▶ What you are asked to do
Each record must reappear in the answer exactly as it is written.

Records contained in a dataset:
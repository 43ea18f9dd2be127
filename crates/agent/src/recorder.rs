//! Collects the deterministic artefacts of one run: tool call records,
//! reasoning, and the per-step LLM trace.

use crate::outcome::{
    AgentRunPayload, LlmRequestRecord, LlmStepRecord, RunDiagnostic, RunStatus, StepResponse,
    StopReason,
};
use serde_json::Value;
use std::collections::{BTreeMap, HashMap, HashSet};
use taskloop_core::error::ErrorPayload;
use taskloop_core::message::Message;
use taskloop_core::reasoning::{self, ReasoningSegment};
use taskloop_core::tool::{ToolCall, ToolResult, ToolStatus};

/// Per-run bookkeeping owned by the loop runner.
///
/// Every `begin_tool` opens a new record, so a call id the model reuses in a
/// later step gets a record of its own. Marking always targets the newest
/// record for an id.
#[derive(Debug, Default)]
pub struct RunRecorder {
    records: Vec<ToolResult>,
    latest: HashMap<String, usize>,
    excluded: HashSet<usize>,
    last_tool: Option<usize>,
    reasoning: Vec<ReasoningSegment>,
    llm_steps: Vec<LlmStepRecord>,
    llm_requests: Vec<LlmRequestRecord>,
    tool_schemas: BTreeMap<String, Value>,
}

impl RunRecorder {
    pub fn new(tool_schemas: BTreeMap<String, Value>) -> Self {
        Self {
            tool_schemas,
            ..Self::default()
        }
    }

    pub fn record_llm_step(&mut self, step: usize, request_messages: Vec<Message>, response: StepResponse) {
        self.llm_requests.push(LlmRequestRecord {
            step,
            messages: request_messages.clone(),
        });
        self.llm_steps.push(LlmStepRecord {
            step,
            request_messages,
            response,
        });
    }

    pub fn llm_steps(&self) -> &[LlmStepRecord] {
        &self.llm_steps
    }

    /// Append one response's reasoning, normalised.
    pub fn extend_reasoning(&mut self, segments: &[ReasoningSegment]) {
        self.reasoning.extend(reasoning::normalise(segments));
    }

    pub fn reasoning(&self) -> &[ReasoningSegment] {
        &self.reasoning
    }

    /// Open a `running` record and return a snapshot of it.
    pub fn begin_tool(&mut self, call: &ToolCall) -> ToolResult {
        let record = ToolResult::running(call);
        self.records.push(record.clone());
        self.latest.insert(call.id.clone(), self.records.len() - 1);
        record
    }

    pub fn mark_succeeded(&mut self, call: &ToolCall, result: Value) -> ToolResult {
        let index = self.index_for(call);
        self.excluded.remove(&index);
        self.finish(index, |record| record.complete(result))
    }

    /// `include_in_results` is false for calls that never reached the tool
    /// because the gateway was not ready.
    pub fn mark_failed(&mut self, call: &ToolCall, error: ErrorPayload, include_in_results: bool) -> ToolResult {
        let index = self.index_for(call);
        if include_in_results {
            self.excluded.remove(&index);
        } else {
            self.excluded.insert(index);
        }
        self.finish(index, |record| record.fail(error))
    }

    /// The most recently finished tool record.
    pub fn last_tool(&self) -> Option<&ToolResult> {
        self.last_tool.and_then(|index| self.records.get(index))
    }

    /// Records in call order, without the excluded ones.
    pub fn tool_results(&self) -> Vec<ToolResult> {
        self.records
            .iter()
            .enumerate()
            .filter(|(index, _)| !self.excluded.contains(index))
            .map(|(_, record)| record.clone())
            .collect()
    }

    /// Payload for a run the model finished. Only completed calls are listed.
    pub fn finalise_success(&self, result_text: &str) -> AgentRunPayload {
        AgentRunPayload {
            ok: true,
            status: RunStatus::Succeeded,
            error: None,
            result: Some(result_text.trim().to_string()),
            tool_results: self
                .tool_results()
                .into_iter()
                .filter(|record| record.agent_status == ToolStatus::Completed)
                .collect(),
            reasoning: self.reasoning.clone(),
            agent_stop_reason: None,
            diagnostic: self.diagnostic(None, None),
        }
    }

    /// Payload for an aborted run. Every recorded call is listed.
    pub fn finalise_failure(
        &self,
        message: &str,
        error: ErrorPayload,
        stop_reason: Option<StopReason>,
    ) -> AgentRunPayload {
        let message = message.trim();
        AgentRunPayload {
            ok: false,
            status: RunStatus::Failed,
            error: Some(error.clone()),
            result: (!message.is_empty()).then(|| message.to_string()),
            tool_results: self.tool_results(),
            reasoning: self.reasoning.clone(),
            agent_stop_reason: stop_reason,
            diagnostic: self.diagnostic(stop_reason, Some(error)),
        }
    }

    fn diagnostic(&self, stop_reason: Option<StopReason>, error: Option<ErrorPayload>) -> Option<RunDiagnostic> {
        let diagnostic = RunDiagnostic {
            llm_requests: self.llm_requests.clone(),
            llm_steps: self.llm_steps.clone(),
            stop_reason,
            tool_schemas: (!self.tool_schemas.is_empty()).then(|| self.tool_schemas.clone()),
            error,
        };
        (!diagnostic.is_empty()).then_some(diagnostic)
    }

    fn index_for(&mut self, call: &ToolCall) -> usize {
        if let Some(index) = self.latest.get(&call.id).copied() {
            return index;
        }
        self.begin_tool(call);
        self.records.len() - 1
    }

    fn finish(&mut self, index: usize, apply: impl FnOnce(ToolResult) -> ToolResult) -> ToolResult {
        let record = apply(self.records[index].clone());
        self.records[index] = record.clone();
        self.last_tool = Some(index);
        record
    }
}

▶ Finished exercise
repository 43ea18f9dd2be127
filename crates/agent/src/recorder.rs
//! Collects the deterministic artefacts of one run: tool call records,
//! reasoning, and the per-step LLM trace.

use crate::outcome::{
    AgentRunPayload, LlmRequestRecord, LlmStepRecord, RunDiagnostic, RunStatus, StepResponse,
    StopReason,
};
use serde_json::Value;
use std::collections::{BTreeMap, HashMap, HashSet};
use taskloop_core::error::ErrorPayload;
use taskloop_core::message::Message;
use taskloop_core::reasoning::{self, ReasoningSegment};
use taskloop_core::tool::{ToolCall, ToolResult, ToolStatus};

/// Per-run bookkeeping owned by the loop runner.
///
/// Every `begin_tool` opens a new record, so a call id the model reuses in a
/// later step gets a record of its own. Marking always targets the newest
/// record for an id.
#[derive(Debug, Default)]
pub struct RunRecorder {
    records: Vec<ToolResult>,
    latest: HashMap<String, usize>,
    excluded: HashSet<usize>,
    last_tool: Option<usize>,
    reasoning: Vec<ReasoningSegment>,
    llm_steps: Vec<LlmStepRecord>,
    llm_requests: Vec<LlmRequestRecord>,
    tool_schemas: BTreeMap<String, Value>,
}

impl RunRecorder {
    pub fn new(tool_schemas: BTreeMap<String, Value>) -> Self {
        Self {
            tool_schemas,
            ..Self::default()
        }
    }

    pub fn record_llm_step(&mut self, step: usize, request_messages: Vec<Message>, response: StepResponse) {
        self.llm_requests.push(LlmRequestRecord {
            step,
            messages: request_messages.clone(),
        });
        self.llm_steps.push(LlmStepRecord {
            step,
            request_messages,
            response,
        });
    }

    pub fn llm_steps(&self) -> &[LlmStepRecord] {
        &self.llm_steps
    }

    /// Append one response's reasoning, normalised.
    pub fn extend_reasoning(&mut self, segments: &[ReasoningSegment]) {
        self.reasoning.extend(reasoning::normalise(segments));
    }

    pub fn reasoning(&self) -> &[ReasoningSegment] {
        &self.reasoning
    }

    /// Open a `running` record and return a snapshot of it.
    pub fn begin_tool(&mut self, call: &ToolCall) -> ToolResult {
        let record = ToolResult::running(call);
        self.records.push(record.clone());
        self.latest.insert(call.id.clone(), self.records.len() - 1);
        record
    }

    pub fn mark_succeeded(&mut self, call: &ToolCall, result: Value) -> ToolResult {
        let index = self.index_for(call);
        self.excluded.remove(&index);
        self.finish(index, |record| record.complete(result))
    }

    /// `include_in_results` is false for calls that never reached the tool
    /// because the gateway was not ready.
    pub fn mark_failed(&mut self, call: &ToolCall, error: ErrorPayload, include_in_results: bool) -> ToolResult {
        let index = self.index_for(call);
        if include_in_results {
            self.excluded.remove(&index);
        } else {
            self.excluded.insert(index);
        }
        self.finish(index, |record| record.fail(error))
    }

    /// The most recently finished tool record.
    pub fn last_tool(&self) -> Option<&ToolResult> {
        self.last_tool.and_then(|index| self.records.get(index))
    }

    /// Records in call order, without the excluded ones.
    pub fn tool_results(&self) -> Vec<ToolResult> {
        self.records
            .iter()
            .enumerate()
            .filter(|(index, _)| !self.excluded.contains(index))
            .map(|(_, record)| record.clone())
            .collect()
    }

    /// Payload for a run the model finished. Only completed calls are listed.
    pub fn finalise_success(&self, result_text: &str) -> AgentRunPayload {
        AgentRunPayload {
            ok: true,
            status: RunStatus::Succeeded,
            error: None,
            result: Some(result_text.trim().to_string()),
            tool_results: self
                .tool_results()
                .into_iter()
                .filter(|record| record.agent_status == ToolStatus::Completed)
                .collect(),
            reasoning: self.reasoning.clone(),
            agent_stop_reason: None,
            diagnostic: self.diagnostic(None, None),
        }
    }

    /// Payload for an aborted run. Every recorded call is listed.
    pub fn finalise_failure(
        &self,
        message: &str,
        error: ErrorPayload,
        stop_reason: Option<StopReason>,
    ) -> AgentRunPayload {
        let message = message.trim();
        AgentRunPayload {
            ok: false,
            status: RunStatus::Failed,
            error: Some(error.clone()),
            result: (!message.is_empty()).then(|| message.to_string()),
            tool_results: self.tool_results(),
            reasoning: self.reasoning.clone(),
            agent_stop_reason: stop_reason,
            diagnostic: self.diagnostic(stop_reason, Some(error)),
        }
    }

    fn diagnostic(&self, stop_reason: Option<StopReason>, error: Option<ErrorPayload>) -> Option<RunDiagnostic> {
        let diagnostic = RunDiagnostic {
            llm_requests: self.llm_requests.clone(),
            llm_steps: self.llm_steps.clone(),
            stop_reason,
            tool_schemas: (!self.tool_schemas.is_empty()).then(|| self.tool_schemas.clone()),
            error,
        };
        (!diagnostic.is_empty()).then_some(diagnostic)
    }

    fn index_for(&mut self, call: &ToolCall) -> usize {
        if let Some(index) = self.latest.get(&call.id).copied() {
            return index;
        }
        self.begin_tool(call);
        self.records.len() - 1
    }

    fn finish(&mut self, index: usize, apply: impl FnOnce(ToolResult) -> ToolResult) -> ToolResult {
        let record = apply(self.records[index].clone());
        self.records[index] = record.clone();
        self.last_tool = Some(index);
        record
    }
}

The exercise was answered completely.